All of the records must be restated exactly, with every line complete.

# RECORDS FOR PROCESSING
☆ ☆ ☆ ☆ ☆ ☆ ☆
//! 配線: 標準アダプタで UseCase を組み立てる（Unix 専用）

use std::sync::Arc;

use procutil::adapter::{FileJsonLog, NoopLog, UnixExecutor, UnixHostname};
use procutil::error::Error;
use procutil::exec::Executor;
use procutil::ports::outbound::{HostnameSetter, Log, ProcessExecutor};

use crate::adapter::{StdEnvResolver, StdStreamOpener};
use crate::ports::outbound::{EnvResolver, StreamOpener};

/// 配線で組み立てたポート群（main の Command ディスパッチで利用）
pub struct App {
    pub executor: Arc<dyn ProcessExecutor>,
    pub opener: Arc<dyn StreamOpener>,
    pub hostname: Arc<dyn HostnameSetter>,
    /// 構造化ログ（ファイルへ JSONL）。エラー時のコンソール表示とは別。
    pub logger: Arc<dyn Log>,
}

/// 配線: 標準アダプタで App を組み立てる
pub fn wire_procctl() -> Result<App, Error> {
    wire_with_env(&StdEnvResolver)
}

/// 環境変数の解決を差し替えて App を組み立てる
pub fn wire_with_env(env_resolver: &dyn EnvResolver) -> Result<App, Error> {
    let logger: Arc<dyn Log> = env_resolver
        .log_file_path()?
        .map(|path| Arc::new(FileJsonLog::new(path)) as Arc<dyn Log>)
        .unwrap_or_else(|| Arc::new(NoopLog));
    let executor = env_resolver
        .shell()?
        .map(|shell| Executor::with_shell(shell))
        .unwrap_or_default();
    Ok(App {
        executor: Arc::new(UnixExecutor::new(executor)),
        opener: Arc::new(StdStreamOpener),
        hostname: Arc::new(UnixHostname),
        logger,
    })
}
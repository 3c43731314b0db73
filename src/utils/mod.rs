//! Utility modules shared by the mask backends

pub mod mask_ops;
pub mod preprocessing;

pub use mask_ops::{
    close_ellipse_5x5, gaussian_blur_5x5, keep_largest_component, normalize_activation,
};
pub use preprocessing::{ImagePreprocessor, PixelScaling, PreprocessingOptions};
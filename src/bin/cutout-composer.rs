//! Cutout composer CLI
//!
//! Background removal and randomized layout compositing from the command line.

#[cfg(feature = "cli")]
use cutout_composer::cli;

#[cfg(feature = "cli")]
#[tokio::main]
async fn main() -> anyhow::Result<()> {
    cli::main().await
}

#[cfg(not(feature = "cli"))]
fn main() {
    eprintln!("CLI feature not enabled. Please rebuild with --features cli");
    std::process::exit(1);
}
☆ ☆ ☆ ☆ ☆ ☆ ☆
# ANSWER FOR THE TASK
//! 配線: 標準アダプタで UseCase を組み立てる（Unix 専用）

use std::sync::Arc;

use procutil::adapter::{FileJsonLog, NoopLog, UnixExecutor, UnixHostname};
use procutil::error::Error;
use procutil::exec::Executor;
use procutil::ports::outbound::{HostnameSetter, Log, ProcessExecutor};

use crate::adapter::{StdEnvResolver, StdStreamOpener};
use crate::ports::outbound::{EnvResolver, StreamOpener};

/// 配線で組み立てたポート群（main の Command ディスパッチで利用）
pub struct App {
    pub executor: Arc<dyn ProcessExecutor>,
    pub opener: Arc<dyn StreamOpener>,
    pub hostname: Arc<dyn HostnameSetter>,
    /// 構造化ログ（ファイルへ JSONL）。エラー時のコンソール表示とは別。
    pub logger: Arc<dyn Log>,
}

/// 配線: 標準アダプタで App を組み立てる
pub fn wire_procctl() -> Result<App, Error> {
    wire_with_env(&StdEnvResolver)
}

/// 環境変数の解決を差し替えて App を組み立てる
pub fn wire_with_env(env_resolver: &dyn EnvResolver) -> Result<App, Error> {
    let logger: Arc<dyn Log> = env_resolver
        .log_file_path()?
        .map(|path| Arc::new(FileJsonLog::new(path)) as Arc<dyn Log>)
        .unwrap_or_else(|| Arc::new(NoopLog));
    let executor = env_resolver
        .shell()?
        .map(|shell| Executor::with_shell(shell))
        .unwrap_or_default();
    Ok(App {
        executor: Arc::new(UnixExecutor::new(executor)),
        opener: Arc::new(StdStreamOpener),
        hostname: Arc::new(UnixHostname),
        logger,
    })
}
repository 3c43731314b0db73
filename src/utils/mod.rs
//! Utility modules shared by the mask backends

pub mod mask_ops;
pub mod preprocessing;

pub use mask_ops::{
    close_ellipse_5x5, gaussian_blur_5x5, keep_largest_component, normalize_activation,
};
pub use preprocessing::{ImagePreprocessor, PixelScaling, PreprocessingOptions};
filename src/bin/cutout-composer.rs
//! Cutout composer CLI
//!
//! Background removal and randomized layout compositing from the command line.

#[cfg(feature = "cli")]
use cutout_composer::cli;

#[cfg(feature = "cli")]
#[tokio::main]
async fn main() -> anyhow::Result<()> {
    cli::main().await
}

#[cfg(not(feature = "cli"))]
fn main() {
    eprintln!("CLI feature not enabled. Please rebuild with --features cli");
    std::process::exit(1);
}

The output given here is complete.